O primeiro palestrante do evento foi o defensor público do Estado do Pará, Johnny Giffoni, que tem mestrado e doutorado em Direitos Humanos e Povos Tradicionais e coordena a Comissão de Defesa dos Direitos dos Povos Indígenas da Associação Nacional de Defensoras e Defensores Públicos Estaduais (Anadep).
Ele abordou o direito fundamental à consulta e ao consentimento dos povos indígenas, destacando que, apesar desse direito ser garantido por normas nacionais e internacionais, ainda é pouco efetivado. “Todos os povos indígenas têm o direito de serem ouvidos sempre que uma política pública, um ato administrativo ou uma lei afetar seu modo de vida. O problema é que isso, na prática, quase nunca acontece por desconhecimento das resoluções, leis e normas que regulamentam o trato com eles”, afirmou.
Ele ressaltou, no entanto, que a demanda indígena tem chegado com frequência na Defensoria Pública e o órgão precisa se preparar para atender. “Esse direito vem batendo à porta da Defensoria, seja por conta de grandes empreendimentos ou por questões mais recentes, como o crédito de carbono em áreas indígenas, mas ainda conhecemos pouco sobre como atuar nesses casos e precisamos conhecer as leis e regras específicas de atendimento desse público”.
Giffoni também destacou que há um equívoco comum sobre a competência institucional. “Somos levados ao erro de achar que a tutela dos direitos indígenas é apenas da esfera federal, quando há uma gama de direitos, como família, infância e juventude e até questões penais, que são atribuições das Defensorias estaduais”, explicou.
Ao tratar de situações práticas, ele apontou a necessidade de maior preparo técnico dos profissionais. “Um conselheiro tutelar, por exemplo, ao se deparar com um caso envolvendo uma criança indígena, precisa saber qual legislação aplicar. Será que ele conhece as resoluções do Conanda sobre a escuta de crianças indígenas vítimas de violência? São situações importantes em que a Defensoria terá que atuar”, exemplificou.
Ele também citou casos envolvendo destituição do pátrio poder de uma criança indígena, remoção de comunidades por empreendimentos e a organização de associações de grupos indígenas. “Em todas essas situações temos que atuar, é nosso papel. Saber como lidar com essa gama de situações, no âmbito judicial e extrajudicial e uma de nossas tarefas. Precisamos aprender a fazer”, concluiu.

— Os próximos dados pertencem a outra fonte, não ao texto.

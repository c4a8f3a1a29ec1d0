use crate::analysis::{self, ObjectId};
use crate::error::RipplescopeError;
use crate::lang::snapshot::PackageSet;
use crate::project::Project;
use std::path::Path;

pub fn run(target: &str, repo: &Path) -> Result<(), Box<dyn std::error::Error>> {
    let project = Project::open(repo)?;
    let loader = project.config.loader.clone().ok_or_else(|| {
        RipplescopeError::ConfigParse("no loader command configured".to_string())
    })?;

    let set = PackageSet::from_loader_command(&loader, repo)?;
    let info = analysis::analyze(&set);

    let target = ObjectId::parse(target).ok_or_else(|| {
        RipplescopeError::ConfigParse(format!(
            "{} is not a valid object id (<package>/<file>:<member>)",
            target
        ))
    })?;
    let mut dependents = info.dependents(&target)?;
    dependents.sort();

    println!("target: {}", target);
    for dep in dependents {
        println!("{}", dep);
    }
    Ok(())
}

O defensor público federal, Renan Sotto Mayor, enfatizou a importância da adoção de um olhar intercultural no atendimento desses povos. “Precisamos falar sobre a importância do olhar intercultural, que significa olhar para o indígena com uma perspectiva que respeite a sua cultura. Muitos povos preferem o contato direto, olho no olho, e isso demonstra que ir até o território deles e dialogar com eles, pessoalmente, é, muitas vezes, o mais adequado”, explicou.
Ele destacou ainda que o respeito à língua e às tradições é essencial para garantir um atendimento efetivo. “Aqui em Mato Grosso, muitos povos preservam sua língua e preferem se comunicar nela, e isso precisa ser respeitado, com a oferta de tradutores”, pontuou.
Renan também chamou atenção para os principais desafios enfrentados pelas comunidades indígenas no estado. “Há uma série de questões, cada povo com sua realidade e entre elas estão situações de demarcação de terras, garimpo, falta de acesso à alimentação, limitações de acesso à educação e à saúde. Precisamos estar preparados para atuar nessas frentes”, afirmou.
O seminário integra as ações de formação continuada da Escola Superior da Defensoria Pública e reforça o compromisso institucional com o fortalecimento do acesso à justiça e a promoção dos direitos humanos, especialmente para populações em situação de maior vulnerabilidade.